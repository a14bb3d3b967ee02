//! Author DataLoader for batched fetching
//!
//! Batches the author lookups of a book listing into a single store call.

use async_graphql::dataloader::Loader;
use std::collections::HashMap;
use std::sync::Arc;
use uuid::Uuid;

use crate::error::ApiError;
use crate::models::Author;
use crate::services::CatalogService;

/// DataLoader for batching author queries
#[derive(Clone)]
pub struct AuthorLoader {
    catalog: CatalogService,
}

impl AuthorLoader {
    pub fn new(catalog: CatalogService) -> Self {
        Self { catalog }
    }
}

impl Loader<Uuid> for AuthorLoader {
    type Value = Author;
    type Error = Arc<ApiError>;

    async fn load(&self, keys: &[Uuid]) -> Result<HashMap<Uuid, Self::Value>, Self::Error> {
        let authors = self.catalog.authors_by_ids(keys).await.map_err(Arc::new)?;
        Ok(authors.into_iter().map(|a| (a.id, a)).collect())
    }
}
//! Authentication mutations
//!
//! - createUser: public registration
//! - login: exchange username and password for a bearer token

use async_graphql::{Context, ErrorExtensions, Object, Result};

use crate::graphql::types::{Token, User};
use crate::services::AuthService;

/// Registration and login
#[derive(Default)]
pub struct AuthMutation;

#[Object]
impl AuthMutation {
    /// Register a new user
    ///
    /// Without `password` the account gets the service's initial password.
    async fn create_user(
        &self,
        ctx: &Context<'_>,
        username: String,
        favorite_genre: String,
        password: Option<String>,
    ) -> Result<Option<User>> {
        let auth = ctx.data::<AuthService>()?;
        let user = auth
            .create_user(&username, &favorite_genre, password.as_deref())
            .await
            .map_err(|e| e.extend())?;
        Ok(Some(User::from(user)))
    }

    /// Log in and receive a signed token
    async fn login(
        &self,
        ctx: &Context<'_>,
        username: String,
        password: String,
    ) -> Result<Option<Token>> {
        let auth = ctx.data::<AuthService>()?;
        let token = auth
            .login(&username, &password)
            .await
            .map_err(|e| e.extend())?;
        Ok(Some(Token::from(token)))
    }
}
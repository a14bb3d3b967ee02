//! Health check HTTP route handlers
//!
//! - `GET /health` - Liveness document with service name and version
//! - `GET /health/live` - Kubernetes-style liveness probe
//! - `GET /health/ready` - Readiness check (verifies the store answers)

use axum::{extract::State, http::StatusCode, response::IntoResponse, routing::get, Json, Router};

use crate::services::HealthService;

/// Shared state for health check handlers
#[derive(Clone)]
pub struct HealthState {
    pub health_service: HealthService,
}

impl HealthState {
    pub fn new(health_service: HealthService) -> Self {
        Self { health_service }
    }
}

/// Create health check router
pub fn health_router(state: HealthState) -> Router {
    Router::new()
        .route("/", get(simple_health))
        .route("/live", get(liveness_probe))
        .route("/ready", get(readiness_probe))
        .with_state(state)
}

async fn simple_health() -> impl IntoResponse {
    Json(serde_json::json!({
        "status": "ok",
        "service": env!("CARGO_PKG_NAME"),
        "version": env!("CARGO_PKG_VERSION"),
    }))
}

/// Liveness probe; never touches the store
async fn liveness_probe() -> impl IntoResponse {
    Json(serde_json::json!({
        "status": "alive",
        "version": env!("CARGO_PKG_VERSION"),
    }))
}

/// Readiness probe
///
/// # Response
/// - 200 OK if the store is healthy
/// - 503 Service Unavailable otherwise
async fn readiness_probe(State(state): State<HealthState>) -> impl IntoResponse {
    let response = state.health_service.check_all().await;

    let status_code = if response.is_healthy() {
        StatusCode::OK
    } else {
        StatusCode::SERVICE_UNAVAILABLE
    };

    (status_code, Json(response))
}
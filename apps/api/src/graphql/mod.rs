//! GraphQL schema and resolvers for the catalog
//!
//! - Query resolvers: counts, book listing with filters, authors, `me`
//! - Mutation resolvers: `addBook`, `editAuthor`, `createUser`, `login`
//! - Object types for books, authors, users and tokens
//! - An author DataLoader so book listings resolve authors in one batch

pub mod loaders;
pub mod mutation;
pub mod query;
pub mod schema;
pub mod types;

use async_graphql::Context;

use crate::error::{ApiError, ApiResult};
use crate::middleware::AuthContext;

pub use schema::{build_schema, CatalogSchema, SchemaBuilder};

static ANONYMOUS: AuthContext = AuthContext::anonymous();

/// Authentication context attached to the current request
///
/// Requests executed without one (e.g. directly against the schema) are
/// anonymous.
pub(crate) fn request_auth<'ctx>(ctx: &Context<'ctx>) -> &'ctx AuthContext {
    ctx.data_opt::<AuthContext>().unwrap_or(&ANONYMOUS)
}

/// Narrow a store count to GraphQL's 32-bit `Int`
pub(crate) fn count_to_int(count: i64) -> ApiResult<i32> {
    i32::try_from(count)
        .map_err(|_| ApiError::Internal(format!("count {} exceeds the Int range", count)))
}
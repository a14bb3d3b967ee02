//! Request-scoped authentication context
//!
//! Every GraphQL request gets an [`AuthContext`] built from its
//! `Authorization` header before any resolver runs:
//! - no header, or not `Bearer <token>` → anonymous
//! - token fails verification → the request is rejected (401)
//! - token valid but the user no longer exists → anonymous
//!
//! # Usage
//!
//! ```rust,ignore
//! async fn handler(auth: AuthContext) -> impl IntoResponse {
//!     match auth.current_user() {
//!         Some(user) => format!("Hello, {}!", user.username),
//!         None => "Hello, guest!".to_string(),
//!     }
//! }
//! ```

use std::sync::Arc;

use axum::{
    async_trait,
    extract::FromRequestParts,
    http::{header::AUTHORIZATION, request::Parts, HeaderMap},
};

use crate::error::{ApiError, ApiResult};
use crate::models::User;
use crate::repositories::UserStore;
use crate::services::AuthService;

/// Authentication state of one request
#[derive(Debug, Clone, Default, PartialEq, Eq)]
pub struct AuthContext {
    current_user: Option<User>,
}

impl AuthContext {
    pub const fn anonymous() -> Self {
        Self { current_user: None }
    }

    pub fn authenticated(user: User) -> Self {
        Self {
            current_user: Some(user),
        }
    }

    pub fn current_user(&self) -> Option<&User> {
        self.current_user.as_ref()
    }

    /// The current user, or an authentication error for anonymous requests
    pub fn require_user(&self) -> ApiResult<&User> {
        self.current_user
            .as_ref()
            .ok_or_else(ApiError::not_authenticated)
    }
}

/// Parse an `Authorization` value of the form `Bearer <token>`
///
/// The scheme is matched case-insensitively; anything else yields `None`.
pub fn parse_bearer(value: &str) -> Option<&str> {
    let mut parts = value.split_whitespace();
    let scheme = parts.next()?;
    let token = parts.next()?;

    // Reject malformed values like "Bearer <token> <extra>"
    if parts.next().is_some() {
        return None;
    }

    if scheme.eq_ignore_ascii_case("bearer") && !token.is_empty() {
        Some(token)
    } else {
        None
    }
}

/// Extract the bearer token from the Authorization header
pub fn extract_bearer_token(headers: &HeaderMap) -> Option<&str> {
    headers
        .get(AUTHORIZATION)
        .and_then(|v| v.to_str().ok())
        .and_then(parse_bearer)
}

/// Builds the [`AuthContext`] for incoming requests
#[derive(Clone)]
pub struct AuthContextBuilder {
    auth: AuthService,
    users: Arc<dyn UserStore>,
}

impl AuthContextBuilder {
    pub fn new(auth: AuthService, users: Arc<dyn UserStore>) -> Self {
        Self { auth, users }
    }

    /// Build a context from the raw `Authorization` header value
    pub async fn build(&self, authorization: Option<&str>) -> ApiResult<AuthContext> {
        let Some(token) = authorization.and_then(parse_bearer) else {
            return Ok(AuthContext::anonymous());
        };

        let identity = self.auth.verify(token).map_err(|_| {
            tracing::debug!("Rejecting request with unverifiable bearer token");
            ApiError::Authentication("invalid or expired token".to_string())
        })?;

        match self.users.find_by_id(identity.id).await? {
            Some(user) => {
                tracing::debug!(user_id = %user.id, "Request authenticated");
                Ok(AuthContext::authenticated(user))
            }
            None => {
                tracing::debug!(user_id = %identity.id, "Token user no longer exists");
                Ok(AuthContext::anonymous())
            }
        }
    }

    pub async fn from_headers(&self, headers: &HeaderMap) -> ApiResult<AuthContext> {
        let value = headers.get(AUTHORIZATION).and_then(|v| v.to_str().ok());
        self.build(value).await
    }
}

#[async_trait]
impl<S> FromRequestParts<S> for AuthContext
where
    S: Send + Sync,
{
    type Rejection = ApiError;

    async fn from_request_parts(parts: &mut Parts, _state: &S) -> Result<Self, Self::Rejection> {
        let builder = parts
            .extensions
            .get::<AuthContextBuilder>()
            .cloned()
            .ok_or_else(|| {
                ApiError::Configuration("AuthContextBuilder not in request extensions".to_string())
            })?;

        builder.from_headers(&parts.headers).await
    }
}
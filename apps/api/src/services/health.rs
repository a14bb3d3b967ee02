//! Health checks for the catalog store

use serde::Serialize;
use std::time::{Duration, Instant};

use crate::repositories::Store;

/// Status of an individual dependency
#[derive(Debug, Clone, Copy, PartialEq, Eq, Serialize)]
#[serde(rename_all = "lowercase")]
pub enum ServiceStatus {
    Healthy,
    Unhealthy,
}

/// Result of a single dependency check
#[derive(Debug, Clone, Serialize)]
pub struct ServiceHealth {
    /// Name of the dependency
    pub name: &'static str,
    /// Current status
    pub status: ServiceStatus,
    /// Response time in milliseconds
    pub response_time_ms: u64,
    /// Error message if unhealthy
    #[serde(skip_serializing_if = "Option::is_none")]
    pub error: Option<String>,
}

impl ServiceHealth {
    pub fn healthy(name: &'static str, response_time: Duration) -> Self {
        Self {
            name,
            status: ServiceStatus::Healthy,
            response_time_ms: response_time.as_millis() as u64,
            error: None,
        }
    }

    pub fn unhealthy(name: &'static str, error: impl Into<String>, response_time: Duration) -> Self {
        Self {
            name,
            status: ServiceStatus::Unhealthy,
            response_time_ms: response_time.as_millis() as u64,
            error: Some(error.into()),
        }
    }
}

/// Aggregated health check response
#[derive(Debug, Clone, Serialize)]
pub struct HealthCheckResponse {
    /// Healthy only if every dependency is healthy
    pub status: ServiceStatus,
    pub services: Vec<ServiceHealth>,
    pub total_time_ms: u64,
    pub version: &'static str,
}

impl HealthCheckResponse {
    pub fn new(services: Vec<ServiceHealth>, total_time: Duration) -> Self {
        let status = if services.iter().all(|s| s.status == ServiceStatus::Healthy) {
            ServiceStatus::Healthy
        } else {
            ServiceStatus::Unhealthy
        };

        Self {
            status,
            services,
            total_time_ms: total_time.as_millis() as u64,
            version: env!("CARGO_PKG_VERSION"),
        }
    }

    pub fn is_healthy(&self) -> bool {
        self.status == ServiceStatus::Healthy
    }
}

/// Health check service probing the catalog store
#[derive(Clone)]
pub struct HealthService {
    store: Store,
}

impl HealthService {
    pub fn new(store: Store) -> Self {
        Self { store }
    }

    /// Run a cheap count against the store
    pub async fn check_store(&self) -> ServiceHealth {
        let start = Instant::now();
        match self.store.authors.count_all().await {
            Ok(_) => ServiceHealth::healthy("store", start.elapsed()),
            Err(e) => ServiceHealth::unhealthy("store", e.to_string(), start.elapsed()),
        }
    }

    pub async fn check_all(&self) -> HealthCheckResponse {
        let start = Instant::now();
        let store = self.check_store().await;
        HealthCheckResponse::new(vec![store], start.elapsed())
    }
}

---+---

**ASSIGNMENT:** From the data above, output only the lines between the line containing "static ANONYMOUS: AuthContext" and the line containing "built from its", inclusive, exactly as written.

**YOUR SOLUTION:**
static ANONYMOUS: AuthContext = AuthContext::anonymous();

/// Authentication context attached to the current request
///
/// Requests executed without one (e.g. directly against the schema) are
/// anonymous.
pub(crate) fn request_auth<'ctx>(ctx: &Context<'ctx>) -> &'ctx AuthContext {
    ctx.data_opt::<AuthContext>().unwrap_or(&ANONYMOUS)
}

/// Narrow a store count to GraphQL's 32-bit `Int`
pub(crate) fn count_to_int(count: i64) -> ApiResult<i32> {
    i32::try_from(count)
        .map_err(|_| ApiError::Internal(format!("count {} exceeds the Int range", count)))
}
repository a14bb3d3b967ee02
//! Request-scoped authentication context
//!
//! Every GraphQL request gets an [`AuthContext`] built from its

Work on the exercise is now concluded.